Hoe werkt de vrijstelling in box 1 onder het besluit
De vrijstelling in box 1 werkt via een evenredige vermindering. De teller is het buitenlandse box 1 inkomen per land en de noemer is het voorgeschreven noemerinkomen. De vermindering kan niet hoger zijn dan de Nederlandse belasting over box 1. Onjuiste dagenbreuken en noemers zijn de meest voorkomende oorzaken van fouten.
Wat is de gezamenlijke methode voor verrekenen van bronbelasting
De gezamenlijke methode telt kwalificerende dividenden, rente en royalty’s uit alle relevante landen op. Je berekent dan één tweede limiet. Dat is vaak gunstiger dan per land afzonderlijk verrekenen.
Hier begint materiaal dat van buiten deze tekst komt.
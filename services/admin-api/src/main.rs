//! Atrium admin API entry point.
//!
//! # Purpose
//! Wires configuration, storage, the IdP validator and the login
//! orchestrator, then serves the API and metrics listeners.
use admin_api::app::{AppState, build_router};
use admin_api::auth::keys::load_signing_keys;
use admin_api::auth::oidc::UpstreamOidcValidator;
use admin_api::auth::orchestrator::LoginOrchestrator;
use admin_api::config::{ServiceConfig, StorageBackend};
use admin_api::observability;
use admin_api::store::{IdentityStore, memory::InMemoryStore, postgres::PostgresStore};
use anyhow::Context;
use atrium_authz::{InternalTokenService, OrganizationScopePolicy};
use std::future::Future;
use std::sync::Arc;
use std::time::Duration;

#[tokio::main]
async fn main() -> anyhow::Result<()> {
    let config = ServiceConfig::from_env_or_yaml().context("admin api config")?;
    run_with_shutdown(config, async {
        let _ = tokio::signal::ctrl_c().await;
    })
    .await
}

async fn run_with_shutdown<F>(config: ServiceConfig, shutdown: F) -> anyhow::Result<()>
where
    F: Future<Output = ()> + Send + 'static,
{
    let metrics_handle =
        observability::init_observability("atrium-admin-api", config.environment)?;
    let state = build_state(config.clone()).await?;
    let metrics_task = tokio::spawn(observability::serve_metrics(
        metrics_handle,
        config.metrics_bind,
        std::future::pending(),
    ));

    let app = build_router(state.clone());
    let addr = config.bind_addr;
    tracing::info!(
        %addr,
        storage = state.store.backend_name(),
        provisioning_mode = state.orchestrator.mode().as_str(),
        "admin api listening"
    );
    let listener = tokio::net::TcpListener::bind(addr).await?;
    tokio::pin!(shutdown);
    tokio::select! {
        result = axum::serve(listener, app.into_make_service()) => {
            result?;
        }
        _ = &mut shutdown => {}
    }

    metrics_task.abort();
    let _ = metrics_task.await;
    Ok(())
}

async fn build_state(config: ServiceConfig) -> anyhow::Result<AppState> {
    let store: Arc<dyn IdentityStore> = match config.storage {
        StorageBackend::Memory => Arc::new(InMemoryStore::new()),
        StorageBackend::Postgres => {
            let pg = config
                .postgres
                .as_ref()
                .context("postgres configuration missing")?;
            Arc::new(PostgresStore::connect(pg).await?)
        }
    };
    if config.oidc.is_none() {
        tracing::warn!("no ATRIUM_OIDC_ISSUER configured; every login will be rejected");
    }
    let validator = UpstreamOidcValidator::with_defaults(config.oidc.iter().cloned().collect());

    let keys = load_signing_keys(&config.token)?;
    let tokens = InternalTokenService::new(
        config.token.issuer.clone(),
        config.token.audience.clone(),
        Duration::from_secs(config.token.ttl_secs),
        Duration::from_secs(config.token.leeway_secs),
        keys,
    )
    .context("build internal token service")?;

    let orchestrator = LoginOrchestrator::new(
        Arc::new(validator),
        store.clone(),
        OrganizationScopePolicy::new(config.staff_organizations.iter().cloned()),
        tokens,
        config.provisioning_mode,
    );

    Ok(AppState {
        store,
        orchestrator: Arc::new(orchestrator),
        secure_cookies: config.environment.is_production(),
    })
}
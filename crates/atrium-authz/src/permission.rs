//! Role to action permission matrix.
//!
//! # Purpose
//! Answers "may this role perform this action on this kind of resource".
//! Consulted by mutating and approving routes; reads that are already scoped
//! by organization do not go through it.
//!
//! # Key invariants
//! - The table is fixed and resource-kind independent.
//! - Anything not listed is denied.
//!
//! # Examples
//! ```rust
//! use atrium_authz::{Action, CanonicalRole, ResourceKind, can};
//!
//! assert!(can(CanonicalRole::Approver, Action::Approve, ResourceKind::Service));
//! assert!(!can(CanonicalRole::Viewer, Action::Create, ResourceKind::Content));
//! ```
use crate::{Action, CanonicalRole, ResourceKind};

const fn mask(actions: &[Action]) -> u8 {
    let mut bits = 0u8;
    let mut i = 0;
    while i < actions.len() {
        bits |= actions[i].bit();
        i += 1;
    }
    bits
}

const ADMIN: u8 = mask(&[
    Action::Create,
    Action::Read,
    Action::Update,
    Action::Delete,
    Action::Approve,
]);
const APPROVER: u8 = mask(&[Action::Read, Action::Approve]);
const EDITOR: u8 = mask(&[Action::Create, Action::Read, Action::Update]);
const VIEWER: u8 = mask(&[Action::Read]);

fn role_mask(role: CanonicalRole) -> u8 {
    match role {
        CanonicalRole::Admin => ADMIN,
        CanonicalRole::Approver => APPROVER,
        CanonicalRole::Editor => EDITOR,
        CanonicalRole::Viewer => VIEWER,
    }
}

pub fn can(role: CanonicalRole, action: Action, _resource: ResourceKind) -> bool {
    role_mask(role) & action.bit() != 0
}

/// Actions granted to `role`, in [`Action::ALL`] order.
pub fn allowed_actions(role: CanonicalRole) -> Vec<Action> {
    Action::ALL
        .into_iter()
        .filter(|action| role_mask(role) & action.bit() != 0)
        .collect()
}
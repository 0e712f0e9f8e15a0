//! OpenAPI schema aggregation for the admin API.
//!
//! # Purpose
//! Collects every route and schema type into the document served at
//! `/v1/openapi.json`.
use crate::api::types::{
    ErrorResponse, HealthStatus, LoginResponse, SessionResponse, UserCreateRequest,
    UserListResponse, UserPatchRequest,
};
use crate::api::{system, users};
use crate::auth::idp_registry::IdpIssuerConfig;
use crate::auth::jwks::{self, JwkResponse, JwksResponse};
use crate::auth::{login, session};
use crate::model::{Organization, OrganizationStatus, User};
use axum::Json;
use utoipa::OpenApi;

#[derive(OpenApi)]
#[openapi(
    info(
        title = "atrium-admin-api",
        version = "v1",
        description = "Atrium admin platform API"
    ),
    paths(
        system::system_health,
        login::login,
        login::logout,
        session::current_session,
        jwks::credential_jwks,
        users::list_users,
        users::create_user,
        users::update_user
    ),
    components(schemas(
        ErrorResponse,
        HealthStatus,
        LoginResponse,
        SessionResponse,
        JwkResponse,
        JwksResponse,
        User,
        UserCreateRequest,
        UserPatchRequest,
        UserListResponse,
        Organization,
        OrganizationStatus,
        IdpIssuerConfig
    )),
    tags(
        (name = "system", description = "Health endpoints"),
        (name = "auth", description = "Login, session and credential keys"),
        (name = "admin", description = "User provisioning")
    )
)]
pub struct ApiDoc;

pub(crate) async fn openapi_json() -> Json<utoipa::openapi::OpenApi> {
    Json(ApiDoc::openapi())
}
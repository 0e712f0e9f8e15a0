//! Organization (tenant) scope policy.
//!
//! # Purpose
//! Decides, from normalized claims alone, whether a caller may enter the
//! platform at all and which organizations their data view covers.
//!
//! # Key invariants
//! - Evaluation is pure and runs before any identity row is touched, so a
//!   denial never leaves side effects behind.
//! - Rules are checked in order and the first match wins.
//! - Missing or unknown customer types are denied.
use serde::{Deserialize, Serialize};

/// Why a caller was refused at the policy step.
#[derive(Debug, Clone, Copy, PartialEq, Eq, Hash, Serialize, Deserialize)]
#[serde(rename_all = "snake_case")]
pub enum DenyReason {
    EnterpriseBlocked,
    StaffOrgNotAllowed,
    PartnerMissingOrg,
    UnrecognizedCustomerType,
}

impl DenyReason {
    pub fn as_str(self) -> &'static str {
        match self {
            DenyReason::EnterpriseBlocked => "enterprise_blocked",
            DenyReason::StaffOrgNotAllowed => "staff_org_not_allowed",
            DenyReason::PartnerMissingOrg => "partner_missing_org",
            DenyReason::UnrecognizedCustomerType => "unrecognized_customer_type",
        }
    }

    pub fn message(self) -> &'static str {
        match self {
            DenyReason::EnterpriseBlocked => "enterprise accounts cannot access the admin platform",
            DenyReason::StaffOrgNotAllowed => "organization is not on the staff allow-list",
            DenyReason::PartnerMissingOrg => "partner account has no organization",
            DenyReason::UnrecognizedCustomerType => "customer type is missing or not recognized",
        }
    }
}

impl std::fmt::Display for DenyReason {
    fn fmt(&self, f: &mut std::fmt::Formatter<'_>) -> std::fmt::Result {
        f.write_str(self.as_str())
    }
}

/// Data view granted on allow.
#[derive(Debug, Clone, PartialEq, Eq, Serialize, Deserialize)]
#[serde(tag = "kind", content = "organizations", rename_all = "snake_case")]
pub enum Visibility {
    /// Staff see every organization on the allow-list.
    AllowListed(Vec<String>),
    /// Partners see only their own organization.
    OwnOrganization(String),
}

impl Visibility {
    pub fn organizations(&self) -> Vec<String> {
        match self {
            Visibility::AllowListed(names) => names.clone(),
            Visibility::OwnOrganization(name) => vec![name.clone()],
        }
    }
}

#[derive(Debug, Clone, PartialEq, Eq)]
pub enum ScopeDecision {
    Allow { visibility: Visibility },
    Deny(DenyReason),
}

impl ScopeDecision {
    pub fn is_allowed(&self) -> bool {
        matches!(self, ScopeDecision::Allow { .. })
    }
}

#[derive(Debug, Clone, Default, PartialEq, Eq, Serialize, Deserialize)]
pub struct OrganizationScopePolicy {
    staff_organizations: Vec<String>,
}

impl OrganizationScopePolicy {
    /// Build a policy from the staff allow-list. Entries are trimmed and
    /// blanks dropped.
    pub fn new<I, S>(staff_organizations: I) -> Self
    where
        I: IntoIterator<Item = S>,
        S: AsRef<str>,
    {
        let mut names: Vec<String> = Vec::new();
        for name in staff_organizations {
            let name = name.as_ref().trim();
            if !name.is_empty() && !names.iter().any(|existing| existing == name) {
                names.push(name.to_string());
            }
        }
        Self {
            staff_organizations: names,
        }
    }

    pub fn staff_organizations(&self) -> &[String] {
        &self.staff_organizations
    }

    pub fn evaluate(
        &self,
        customer_type: Option<&str>,
        organization_name: Option<&str>,
    ) -> ScopeDecision {
        let organization = organization_name
            .map(str::trim)
            .filter(|name| !name.is_empty());
        let customer_type = customer_type.map(|value| value.trim().to_ascii_lowercase());

        match customer_type.as_deref() {
            Some("enterprise") => ScopeDecision::Deny(DenyReason::EnterpriseBlocked),
            Some("staff") => match organization {
                Some(name) if self.staff_organizations.iter().any(|allowed| allowed == name) => {
                    ScopeDecision::Allow {
                        visibility: Visibility::AllowListed(self.staff_organizations.clone()),
                    }
                }
                _ => ScopeDecision::Deny(DenyReason::StaffOrgNotAllowed),
            },
            Some("partner") => match organization {
                Some(name) => ScopeDecision::Allow {
                    visibility: Visibility::OwnOrganization(name.to_string()),
                },
                None => ScopeDecision::Deny(DenyReason::PartnerMissingOrg),
            },
            _ => ScopeDecision::Deny(DenyReason::UnrecognizedCustomerType),
        }
    }
}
Bij verdragslanden is deze methode beleidsmatig toegestaan zodat de uitkomst uniform en praktisch uitvoerbaar blijft.
Kan ik kiezen voor kostenaftrek in plaats van verrekening
Ja, in veel gevallen kun je per land kiezen om buitenlandse bronbelasting als kosten af te trekken in plaats van te verrekenen. Dat kan voordelig zijn als de tweede limiet de verrekening beperkt. Let op dat een tax sparing credit niet als kosten aftrekbaar is, omdat die geen feitelijk geheven belasting is.
Hoe voorkom ik fouten bij grensoverschrijdend werken
Houd een gedetailleerde agenda bij met werkplek per dag en bewaar loonstroken en bronstaatverklaringen. Pas de dagenbreuk toe zoals de Hoge Raad heeft uitgelegd. Controleer of je werkgever de landenverdeling op de jaaropgave juist heeft verwerkt. Zo onderbouw je de vermindering onder het Besluit Voorkoming Dubbele Belasting sluitend.